Indiana Republican Gov. Eric Holcomb signed into law a repeal of Indiana's unpopular ban on Sunday carryout alcohol sales, allowing Hoosiers to buy beer, wine and liquor at stores on Sunday for the first time in Indiana history. The new law ends a retail Sunday alcohol sales ban that began in 1816 and was reinstated after Prohibition ended in the 1930s.
A day after the Florida school shooting, Vermont police arrested an 18-year-old male for making threats against his former high school. In response, Vermont Gov. Phil Scott, a Republican, is promising to look at gun-control measures and is rethinking his views on gun ownership.
Michigan Republican Gov. Rick Snyder said the personal exemption expansion law should save an average family of four more than $100 a year once fully implemented in 2021. Snyder has resisted larger tax cuts due to budget concerns, but he called the new law a responsible way to “give some dollars back to our citizens.”
The measure, which is scheduled for a floor vote next week, would allow terminally ill patients in Hawaii to request prescriptions for lethal doses of medication. Supporters touted the addition of two safeguards: removing advanced practice registered nurses as eligible to provide a lethal prescription, and requiring mandatory counseling after two physicians confirm the patient’s diagnosis, prognosis and competence.
Democratic Gov. Andrew Cuomo is pushing a proposal that would expand New York’s definition of political communication to include paid internet and digital advertisements. It also would require digital companies to keep on file a list of political ads, and to verify that foreign governments aren’t purchasing ads.
A bill that would allow a select number of teachers to carry guns on campuses across Tennessee passed its first hurdle in the state Legislature. The bill will allow one school employee to carry a gun for every 75 students enrolled at the school.
A bill that proposes a constitutional amendment to allow Alabama to join multi-state lottery games like Powerball won approval in an Alabama Senate committee.

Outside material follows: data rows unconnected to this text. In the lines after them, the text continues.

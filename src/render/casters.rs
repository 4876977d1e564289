//! Fixed-step ray marching over a [`TileLayer`].
use crate::core::tilemap::{TileId, EMPTY};
use crate::error::{RaycastError, Result};
use crate::render::framebuffer::{Framebuffer, TileLayer};

pub const DEFAULT_STEP: f32 = 0.05;
pub const DEFAULT_MAX_DISTANCE: f32 = 10_000.0;

#[derive(Clone, Copy, Debug, PartialEq)]
pub struct Intersect {
    pub distance: f32,
    pub impact: TileId,
}

impl Intersect {
    #[inline]
    pub fn is_hit(&self) -> bool {
        self.impact != EMPTY
    }
}

/// Marches rays in increments of `step` until a solid tile or `max_distance`.
///
/// A smaller step misses fewer thin walls and costs proportionally more.
#[derive(Clone, Copy, Debug, PartialEq)]
pub struct RayCaster {
    pub step: f32,
    pub max_distance: f32,
}

impl Default for RayCaster {
    fn default() -> Self {
        Self { step: DEFAULT_STEP, max_distance: DEFAULT_MAX_DISTANCE }
    }
}

impl RayCaster {
    pub fn new(step: f32, max_distance: f32) -> Result<Self> {
        if !(step.is_finite() && step > 0.0) {
            return Err(RaycastError::InvalidConfig(format!("ray step must be positive, got {step}")));
        }
        if !(max_distance.is_finite() && max_distance > 0.0) {
            return Err(RaycastError::InvalidConfig(format!(
                "max ray distance must be positive, got {max_distance}"
            )));
        }
        Ok(Self { step, max_distance })
    }

    /// The result reported when nothing solid lies within range.
    #[inline]
    pub fn miss(&self) -> Intersect {
        Intersect { distance: self.max_distance, impact: EMPTY }
    }

    pub fn cast_ray(&self, layer: &TileLayer, x: f32, y: f32, a: f32) -> Intersect {
        self.march(layer, x, y, a, None)
    }

    /// Same as [`cast_ray`](Self::cast_ray), also plotting every traversed
    /// sample into `overlay` in its current color.
    pub fn cast_ray_traced(
        &self,
        layer: &TileLayer,
        x: f32,
        y: f32,
        a: f32,
        overlay: &mut Framebuffer,
    ) -> Intersect {
        self.march(layer, x, y, a, Some(overlay))
    }

    fn march(
        &self,
        layer: &TileLayer,
        x: f32,
        y: f32,
        a: f32,
        mut overlay: Option<&mut Framebuffer>,
    ) -> Intersect {
        let (sin_a, cos_a) = a.sin_cos();
        // distance is derived from an integer step count; accumulating
        // `step` in f32 stalls once it drops below the spacing at `d`
        let steps = (self.max_distance / self.step) as u64;

        for k in 0..=steps {
            let d = (k as f64 * self.step as f64) as f32;
            let sx = x + d * cos_a;
            let sy = y + d * sin_a;

            match layer.sample(sx, sy) {
                // left the map without hitting anything
                None => return self.miss(),
                Some(id) if id != EMPTY => return Intersect { distance: d, impact: id },
                Some(_) => {}
            }

            if let Some(fb) = overlay.as_deref_mut() {
                fb.set_pixel(sx as u32, sy as u32);
            }
        }

        self.miss()
    }
}
//! Validated render settings shared by the window loop and headless dumps.
use crate::error::{RaycastError, Result};
use crate::render::casters::RayCaster;
use crate::render::render3d::{Shading, DEFAULT_WALL_SCALE};

pub const DEFAULT_WIDTH: u32 = 512;
pub const DEFAULT_HEIGHT: u32 = 512;
pub const DEFAULT_FOV_DEG: f32 = 60.0;
/// Largest accepted width or height.
pub const MAX_DIMENSION: u32 = 16_384;
/// Largest accepted `width * height`.
pub const MAX_PIXELS: usize = 1 << 26;

#[derive(Clone, Copy, Debug, PartialEq)]
pub struct RenderConfig {
    pub width: u32,
    pub height: u32,
    /// Field of view, radians
    pub fov: f32,
    pub caster: RayCaster,
    pub wall_scale: f32,
    pub shading: Shading,
}

impl Default for RenderConfig {
    fn default() -> Self {
        Self {
            width: DEFAULT_WIDTH,
            height: DEFAULT_HEIGHT,
            fov: DEFAULT_FOV_DEG.to_radians(),
            caster: RayCaster::default(),
            wall_scale: DEFAULT_WALL_SCALE,
            shading: Shading::default(),
        }
    }
}

impl RenderConfig {
    pub fn new(
        width: u32,
        height: u32,
        fov_deg: f32,
        step: f32,
        max_distance: f32,
        wall_scale: f32,
    ) -> Result<Self> {
        if width == 0 || height == 0 {
            return Err(RaycastError::InvalidConfig(format!("screen size must be non-zero, got {width}x{height}")));
        }
        let pixels = (width as usize).checked_mul(height as usize);
        if width > MAX_DIMENSION || height > MAX_DIMENSION || pixels.is_none_or(|n| n > MAX_PIXELS) {
            return Err(RaycastError::InvalidConfig(format!(
                "screen size {width}x{height} exceeds {MAX_DIMENSION} per side or {MAX_PIXELS} pixels"
            )));
        }
        if !(fov_deg > 0.0 && fov_deg < 180.0) {
            return Err(RaycastError::InvalidConfig(format!("fov must be in (0, 180) degrees, got {fov_deg}")));
        }
        if !(wall_scale.is_finite() && wall_scale > 0.0) {
            return Err(RaycastError::InvalidConfig(format!("wall scale must be positive, got {wall_scale}")));
        }
        Ok(Self {
            width,
            height,
            fov: fov_deg.to_radians(),
            caster: RayCaster::new(step, max_distance)?,
            wall_scale,
            shading: Shading::default(),
        })
    }
}

#[cfg(test)]
mod tests {
    use super::*;

    #[test]
    fn defaults_match_reference_values() {
        let cfg = RenderConfig::default();
        assert_eq!(cfg.caster.step, 0.05);
        assert_eq!(cfg.caster.max_distance, 10_000.0);
        assert!((cfg.fov - std::f32::consts::FRAC_PI_3).abs() < 1e-6);
    }

    #[test]
    fn oversized_screens_are_rejected() {
        for (w, h) in [(65_536, 65_536), (u32::MAX, 2), (16_385, 1), (16_384, 16_384)] {
            assert!(
                matches!(RenderConfig::new(w, h, 60.0, 0.05, 10_000.0, 0.02), Err(RaycastError::InvalidConfig(_))),
                "{w}x{h} accepted"
            );
        }
        assert!(RenderConfig::new(16_384, 4_096, 60.0, 0.05, 10_000.0, 0.02).is_ok());
    }

    #[test]
    fn validates_every_field() {
        assert!(RenderConfig::new(640, 480, 60.0, 0.05, 10_000.0, 0.02).is_ok());
        assert!(RenderConfig::new(0, 480, 60.0, 0.05, 10_000.0, 0.02).is_err());
        assert!(RenderConfig::new(640, 480, 180.0, 0.05, 10_000.0, 0.02).is_err());
        assert!(RenderConfig::new(640, 480, 60.0, 0.0, 10_000.0, 0.02).is_err());
        assert!(RenderConfig::new(640, 480, 60.0, 0.05, 0.0, 0.02).is_err());
        assert!(RenderConfig::new(640, 480, 60.0, 0.05, 10_000.0, 0.0).is_err());
    }
}
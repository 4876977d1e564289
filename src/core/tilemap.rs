//! Tile map loading and tile classification.
use std::collections::HashMap;
use std::fs;
use std::path::Path;

use tracing::{debug, info};

use crate::error::{RaycastError, Result};
use crate::render::color::{self, Pixel};

pub type TileId = u16;

/// Tile id of traversable, empty cells. Every other id is solid.
pub const EMPTY: TileId = 0;

/// Immutable id → color table. Built once at startup and shared by reference.
#[derive(Clone, Debug)]
pub struct TilePalette {
    colors: HashMap<TileId, Pixel>,
    fallback: Pixel,
}

impl TilePalette {
    pub fn new(fallback: Pixel) -> Self {
        Self { colors: HashMap::new(), fallback }
    }

    pub fn with(mut self, id: TileId, color: Pixel) -> Self {
        self.colors.insert(id, color);
        self
    }

    pub fn contains(&self, id: TileId) -> bool {
        self.colors.contains_key(&id)
    }

    /// Color for `id`, or the palette's fallback color when `id` is unknown.
    /// Maps are checked with [`TileMap::validate_against`] before rendering,
    /// so the fallback only shows up for hand-built maps.
    #[inline]
    pub fn color(&self, id: TileId) -> Pixel {
        self.colors.get(&id).copied().unwrap_or(self.fallback)
    }

    pub fn try_color(&self, id: TileId) -> Result<Pixel> {
        self.colors.get(&id).copied().ok_or(RaycastError::UnknownTile(id))
    }
}

impl Default for TilePalette {
    fn default() -> Self {
        Self::new(color::MAGENTA)
            .with(EMPTY, color::YELLOW)
            .with(1, color::LIGHT_GREEN)
            .with(2, color::rgb(90, 120, 200))
            .with(3, color::rgb(200, 90, 70))
    }
}

#[derive(Clone, Debug, PartialEq, Eq)]
pub struct TileMap {
    width: usize,
    height: usize,
    tiles: Vec<TileId>,
}

impl TileMap {
    pub fn from_tiles(width: usize, height: usize, tiles: Vec<TileId>) -> Result<Self> {
        if width == 0 || height == 0 {
            return Err(RaycastError::EmptyMap);
        }
        match width.checked_mul(height) {
            Some(expected) if expected == tiles.len() => {}
            expected => {
                return Err(RaycastError::BufferSize { expected: expected.unwrap_or(usize::MAX), actual: tiles.len() });
            }
        }
        Ok(Self { width, height, tiles })
    }

    /// Parses one row per line. Numbers may be separated by any non-digit
    /// characters; lines without numbers are skipped. Every row must hold
    /// as many tiles as the first one.
    pub fn parse(src: &str) -> Result<Self> {
        let mut tiles = Vec::new();
        let mut width = 0;
        let mut height = 0;

        for (line_no, line) in src.lines().enumerate() {
            let before = tiles.len();
            for digits in line.split(|c: char| !c.is_ascii_digit()).filter(|s| !s.is_empty()) {
                let id = digits
                    .parse::<TileId>()
                    .map_err(|_| RaycastError::InvalidTile(digits.to_string()))?;
                tiles.push(id);
            }
            let count = tiles.len() - before;
            if count == 0 {
                continue;
            }
            if height == 0 {
                width = count;
            } else if count != width {
                return Err(RaycastError::RaggedMap { line: line_no + 1, expected: width, actual: count });
            }
            height += 1;
        }

        if height == 0 {
            return Err(RaycastError::EmptyMap);
        }
        Self::from_tiles(width, height, tiles)
    }

    pub fn load<P: AsRef<Path>>(path: P) -> Result<Self> {
        let path = path.as_ref();
        let src = fs::read_to_string(path)
            .map_err(|source| RaycastError::Io { path: path.to_path_buf(), source })?;
        let map = Self::parse(&src)?;
        info!(path = %path.display(), width = map.width, height = map.height, "Loaded tile map");
        Ok(map)
    }

    /// Fails with the first tile id the palette cannot color.
    pub fn validate_against(&self, palette: &TilePalette) -> Result<()> {
        match self.tiles.iter().find(|&&id| !palette.contains(id)) {
            Some(&id) => Err(RaycastError::UnknownTile(id)),
            None => {
                debug!(tiles = self.tiles.len(), "All map tiles have palette colors");
                Ok(())
            }
        }
    }

    #[inline] pub fn width(&self) -> usize { self.width }
    #[inline] pub fn height(&self) -> usize { self.height }
    #[inline] pub fn tiles(&self) -> &[TileId] { &self.tiles }

    #[inline]
    pub fn get(&self, i: usize, j: usize) -> Option<TileId> {
        if i < self.width && j < self.height {
            Some(self.tiles[j * self.width + i])
        } else {
            None
        }
    }

    /// Cells outside the grid count as solid.
    #[inline]
    pub fn is_solid(&self, i: usize, j: usize) -> bool {
        self.get(i, j).is_none_or(|id| id != EMPTY)
    }
}

#[cfg(test)]
mod tests {
    use super::*;

    #[test]
    fn parses_two_by_two() {
        let map = TileMap::parse("0 1\n1 0\n").unwrap();
        assert_eq!(map.width(), 2);
        assert_eq!(map.height(), 2);
        assert_eq!(map.tiles(), &[0, 1, 1, 0]);
    }

    #[test]
    fn accepts_any_separator() {
        let map = TileMap::parse("1,1,1\n1;0;12\r\n1|1|1").unwrap();
        assert_eq!((map.width(), map.height()), (3, 3));
        assert_eq!(map.get(2, 1), Some(12));
    }

    #[test]
    fn skips_blank_lines() {
        let map = TileMap::parse("\n1 1\n\n0 1\n   \n").unwrap();
        assert_eq!((map.width(), map.height()), (2, 2));
    }

    #[test]
    fn empty_source_is_an_error() {
        assert!(matches!(TileMap::parse(""), Err(RaycastError::EmptyMap)));
        assert!(matches!(TileMap::parse("\n  ,,\n"), Err(RaycastError::EmptyMap)));
    }

    #[test]
    fn ragged_rows_are_rejected() {
        let err = TileMap::parse("1 1 1\n1 0\n").unwrap_err();
        match err {
            RaycastError::RaggedMap { line, expected, actual } => {
                assert_eq!((line, expected, actual), (2, 3, 2));
            }
            other => panic!("unexpected error: {other}"),
        }
    }

    #[test]
    fn oversized_number_is_rejected() {
        assert!(matches!(TileMap::parse("1 99999999"), Err(RaycastError::InvalidTile(_))));
    }

    #[test]
    fn out_of_grid_is_solid() {
        let map = TileMap::parse("0 0\n0 0").unwrap();
        assert!(!map.is_solid(1, 1));
        assert!(map.is_solid(2, 0));
        assert!(map.is_solid(0, 2));
    }

    #[test]
    fn palette_lookup_and_fallback() {
        let palette = TilePalette::new(color::MAGENTA).with(0, color::rgb(0, 255, 0));
        assert_eq!(palette.color(0), color::rgb(0, 255, 0));
        assert_eq!(palette.color(7), color::MAGENTA);
        assert!(matches!(palette.try_color(7), Err(RaycastError::UnknownTile(7))));
    }

    #[test]
    fn validation_reports_unknown_tiles() {
        let map = TileMap::parse("0 1\n1 9").unwrap();
        let palette = TilePalette::default();
        assert!(matches!(map.validate_against(&palette), Err(RaycastError::UnknownTile(9))));
        let ok = TileMap::parse("0 1\n1 0").unwrap();
        assert!(ok.validate_against(&palette).is_ok());
    }

    #[test]
    fn missing_file_reports_its_path() {
        let path = std::env::temp_dir().join("tile_raycaster_no_such_map.txt");
        match TileMap::load(&path) {
            Err(RaycastError::Io { path: p, source }) => {
                assert_eq!(p, path);
                assert_eq!(source.kind(), std::io::ErrorKind::NotFound);
            }
            other => panic!("unexpected result: {other:?}"),
        }
    }

    #[test]
    fn loads_from_disk() {
        let path = std::env::temp_dir().join(format!("tile_raycaster_map_{}.txt", std::process::id()));
        std::fs::write(&path, "1 1
1 0
").unwrap();
        let map = TileMap::load(&path);
        std::fs::remove_file(&path).ok();
        assert_eq!(map.unwrap().tiles(), &[1, 1, 1, 0]);
    }

    #[test]
    fn from_tiles_checks_length() {
        assert!(TileMap::from_tiles(2, 2, vec![0; 3]).is_err());
        assert!(TileMap::from_tiles(0, 2, vec![]).is_err());
    }
}
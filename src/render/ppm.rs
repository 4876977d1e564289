//! PPM image dumps (binary `P6` and ASCII `P3`).
use std::fmt;
use std::fs::File;
use std::io::{BufWriter, Write};
use std::path::Path;
use std::str::FromStr;

use tracing::info;

use crate::error::{RaycastError, Result};
use crate::render::color::{pack_color, unpack_color};
use crate::render::framebuffer::Framebuffer;

#[derive(Clone, Copy, Debug, Default, PartialEq, Eq)]
pub enum PpmFormat {
    /// ASCII triples, one image row per line
    P3,
    /// Binary RGB triples
    #[default]
    P6,
}

impl FromStr for PpmFormat {
    type Err = RaycastError;

    fn from_str(s: &str) -> Result<Self> {
        match s {
            "P3" => Ok(Self::P3),
            "P6" => Ok(Self::P6),
            other => Err(RaycastError::UnsupportedPpmFormat(other.to_string())),
        }
    }
}

impl fmt::Display for PpmFormat {
    fn fmt(&self, f: &mut fmt::Formatter<'_>) -> fmt::Result {
        f.write_str(match self {
            Self::P3 => "P3",
            Self::P6 => "P6",
        })
    }
}

/// Writes `fb` as a PPM image. Alpha is dropped.
pub fn write_ppm<W: Write>(out: &mut W, fb: &Framebuffer, format: PpmFormat) -> Result<()> {
    let expected = fb.width as usize * fb.height as usize;
    if fb.color_buffer.len() != expected {
        return Err(RaycastError::BufferSize { expected, actual: fb.color_buffer.len() });
    }

    write!(out, "{}\n{} {}\n255\n", format, fb.width, fb.height)?;
    match format {
        PpmFormat::P6 => {
            for &p in &fb.color_buffer {
                let (r, g, b, _) = unpack_color(p);
                out.write_all(&[r, g, b])?;
            }
        }
        PpmFormat::P3 => {
            for row in fb.color_buffer.chunks(fb.width.max(1) as usize) {
                for &p in row {
                    let (r, g, b, _) = unpack_color(p);
                    write!(out, "{} {} {} ", r, g, b)?;
                }
                out.write_all(b"\n")?;
            }
        }
    }
    out.flush()?;
    Ok(())
}

pub fn save_ppm<P: AsRef<Path>>(path: P, fb: &Framebuffer, format: PpmFormat) -> Result<()> {
    let path = path.as_ref();
    let io_err = |source: std::io::Error| RaycastError::Io { path: path.to_path_buf(), source };
    let file = File::create(path).map_err(io_err)?;
    let mut out = BufWriter::new(file);
    match write_ppm(&mut out, fb, format) {
        Err(RaycastError::Stream(source)) => return Err(io_err(source)),
        other => other?,
    }
    info!(path = %path.display(), %format, width = fb.width, height = fb.height, "Saved PPM image");
    Ok(())
}

/// Red increasing downwards, green increasing to the right. Handy for
/// checking channel order of a dump.
pub fn gradient(width: u32, height: u32) -> Framebuffer {
    let mut fb = Framebuffer::new(width, height);
    for y in 0..height {
        for x in 0..width {
            let r = (255.0 * y as f32 / height as f32) as u8;
            let g = (255.0 * x as f32 / width as f32) as u8;
            fb.set_pixel_color(x, y, pack_color(r, g, 0, 255));
        }
    }
    fb
}
//! Assertion helpers for checked-out workspaces.

use anyhow::{Context, Result, bail};
use std::path::Path;

/// Assert that `dir` holds `file` with `content`.
pub fn assert_file_content(dir: &Path, file: &str, content: &str) -> Result<()> {
    let path = dir.join(file);
    let actual = std::fs::read_to_string(&path)
        .with_context(|| format!("{} was not checked out", path.display()))?;
    if actual != content {
        bail!(
            "unexpected content in {}: expected {content:?}, found {actual:?}",
            path.display()
        );
    }
    Ok(())
}

/// Assert that every file exists below `dir`.
pub fn assert_checked_out(dir: &Path, files: &[&str]) -> Result<()> {
    for file in files {
        let path = dir.join(file);
        if !path.is_file() {
            bail!("{} should have been checked out", path.display());
        }
    }
    Ok(())
}

/// Assert that none of the files exist below `dir`.
pub fn assert_not_checked_out(dir: &Path, files: &[&str]) -> Result<()> {
    for file in files {
        let path = dir.join(file);
        if path.exists() {
            bail!("{} should not have been checked out", path.display());
        }
    }
    Ok(())
}

/// Assert that `dir` is the working copy of a module.
pub fn assert_working_copy(dir: &Path, module: &str) -> Result<()> {
    let repository = dir.join("CVS").join("Repository");
    let recorded = std::fs::read_to_string(&repository)
        .with_context(|| format!("{} is not a working copy", dir.display()))?;
    if recorded.trim() != module {
        bail!(
            "{} is a working copy of {}, not {module}",
            dir.display(),
            recorded.trim()
        );
    }
    Ok(())
}

#[cfg(test)]
mod tests {
    use super::*;
    use tempfile::TempDir;

    #[test]
    fn content_and_presence() {
        let dir = TempDir::new().unwrap();
        std::fs::write(dir.path().join("head.txt"), "head").unwrap();

        assert_file_content(dir.path(), "head.txt", "head").unwrap();
        assert!(assert_file_content(dir.path(), "head.txt", "tag").is_err());
        assert_checked_out(dir.path(), &["head.txt"]).unwrap();
        assert_not_checked_out(dir.path(), &["tag.txt"]).unwrap();
        assert!(assert_not_checked_out(dir.path(), &["head.txt"]).is_err());
        assert!(assert_working_copy(dir.path(), "fooModule").is_err());
    }
}
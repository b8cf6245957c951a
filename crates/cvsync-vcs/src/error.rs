//! CVS transport errors.

use std::path::PathBuf;
use thiserror::Error;

/// CVS-specific error types with detailed context.
#[derive(Error, Debug)]
pub enum VcsError {
    /// cvs reported an error not covered by another variant.
    #[error("cvs error: {message}")]
    Cvs {
        /// Error message.
        message: String,
    },

    /// Tag or branch missing from the module.
    #[error("reference '{reference}' not found in module '{module}'{}", if *partial { " (present on some files only)" } else { "" })]
    ReferenceNotFound {
        /// Tag or branch name.
        reference: String,
        /// Module path.
        module: String,
        /// The reference exists for a subset of the module's files.
        partial: bool,
    },

    /// Authentication failed.
    #[error("authentication failed for {root}: {reason}")]
    AuthenticationFailed {
        /// CVSROOT.
        root: String,
        /// Failure reason.
        reason: String,
    },

    /// Repository or module does not exist, or the server is unreachable.
    #[error("repository not reachable: {root}: {reason}")]
    RepositoryNotFound {
        /// CVSROOT.
        root: String,
        /// Failure reason.
        reason: String,
    },

    /// Malformed CVSROOT.
    #[error("invalid cvsroot '{root}': {reason}")]
    InvalidRoot {
        /// The invalid root.
        root: String,
        /// Reason it's invalid.
        reason: String,
    },

    /// IO error.
    #[error("io error at {path}: {message}")]
    Io {
        /// File path.
        path: PathBuf,
        /// Error message.
        message: String,
    },

    /// Command execution failed.
    #[error("command '{command}' failed: {message}")]
    Command {
        /// Command that failed.
        command: String,
        /// Error message.
        message: String,
        /// Exit code if available.
        exit_code: Option<i32>,
    },

    /// cvs executable not available.
    #[error("{executable} is not installed or not in PATH")]
    ToolNotAvailable {
        /// Executable name.
        executable: String,
    },

    /// Timeout.
    #[error("operation timed out after {seconds}s")]
    Timeout {
        /// Timeout in seconds.
        seconds: u64,
    },

    /// Cancelled by the host.
    #[error("operation cancelled")]
    Cancelled,
}

impl VcsError {
    /// Create an IO error.
    #[must_use]
    pub fn io(path: impl Into<PathBuf>, err: std::io::Error) -> Self {
        Self::Io {
            path: path.into(),
            message: err.to_string(),
        }
    }

    /// Create a reference-not-found error.
    #[must_use]
    pub fn reference_not_found(
        reference: impl Into<String>,
        module: impl Into<String>,
        partial: bool,
    ) -> Self {
        Self::ReferenceNotFound {
            reference: reference.into(),
            module: module.into(),
            partial,
        }
    }

    /// Check if this is a "not found" error for a tag or branch.
    #[must_use]
    pub const fn is_not_found(&self) -> bool {
        matches!(self, Self::ReferenceNotFound { .. })
    }

    /// Check if this is an authentication error.
    #[must_use]
    pub const fn is_auth_error(&self) -> bool {
        matches!(self, Self::AuthenticationFailed { .. })
    }

    /// Everything but a missing reference is a transport failure.
    #[must_use]
    pub const fn is_transport_failure(&self) -> bool {
        !self.is_not_found()
    }
}

impl From<std::io::Error> for VcsError {
    fn from(err: std::io::Error) -> Self {
        Self::Io {
            path: PathBuf::new(),
            message: err.to_string(),
        }
    }
}

impl From<VcsError> for cvsync_core::Error {
    fn from(err: VcsError) -> Self {
        use cvsync_core::ErrorCode;
        let code = match &err {
            VcsError::AuthenticationFailed { .. } => ErrorCode::E0302,
            VcsError::RepositoryNotFound { .. } | VcsError::InvalidRoot { .. } => ErrorCode::E0303,
            VcsError::Timeout { .. } => ErrorCode::E0304,
            VcsError::Cancelled => ErrorCode::E0305,
            _ => ErrorCode::E0301,
        };
        match err {
            VcsError::ReferenceNotFound {
                reference, module, ..
            } => Self::reference_not_found("", module, "reference", reference),
            VcsError::AuthenticationFailed { ref root, .. }
            | VcsError::RepositoryNotFound { ref root, .. }
            | VcsError::InvalidRoot { ref root, .. } => {
                Self::transport(code, root.clone(), "", err.to_string())
            }
            other => Self::transport(code, "", "", other.to_string()),
        }
    }
}

/// Result type for CVS operations.
pub type Result<T> = std::result::Result<T, VcsError>;
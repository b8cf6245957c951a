//! Core types for cvsync.
//!
//! This crate holds the pieces of the CVS integration that perform no I/O:
//! - Revision selectors (`Head`, `Tag`, `Branch`) and their resolved form
//! - Modules, repositories and exclusion filters
//! - Parameter and environment expansion for deferred selector names
//! - Per-module checkout outcomes and the `CVS_BRANCH` projection
//! - Error codes shared by every cvsync crate

#![warn(clippy::all)]
#![allow(clippy::module_name_repetitions)]

pub mod error;
mod location;
mod model;
mod outcome;
mod params;
mod projector;

pub use error::{Error, ErrorCode, Result};
pub use location::{LocationKind, ResolvedLocation, RevisionSelector};
pub use model::{
    ExcludedRegion, ExclusionSet, Module, ModuleKey, Repository, UNBOUNDED_POLLING_DEPTH,
};
pub use outcome::CheckoutOutcome;
pub use params::{ParameterContext, ParameterResolver};
pub use projector::{BuildEnvironmentDelta, CVS_BRANCH, EnvironmentProjector};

Final approval would be a heavy lift, requiring a three-fifths vote in the Senate and House to be put on the ballot for voters.
Ohioans will not walk away with their driver’s licenses when they visit Ohio Bureau of Motor Vehicles deputy registrars beginning July 2. In a bid to increase security and meet new federal standards, new and renewed licenses and ID cards instead will be mailed to Ohioans’ homes after they visit their local BMV office.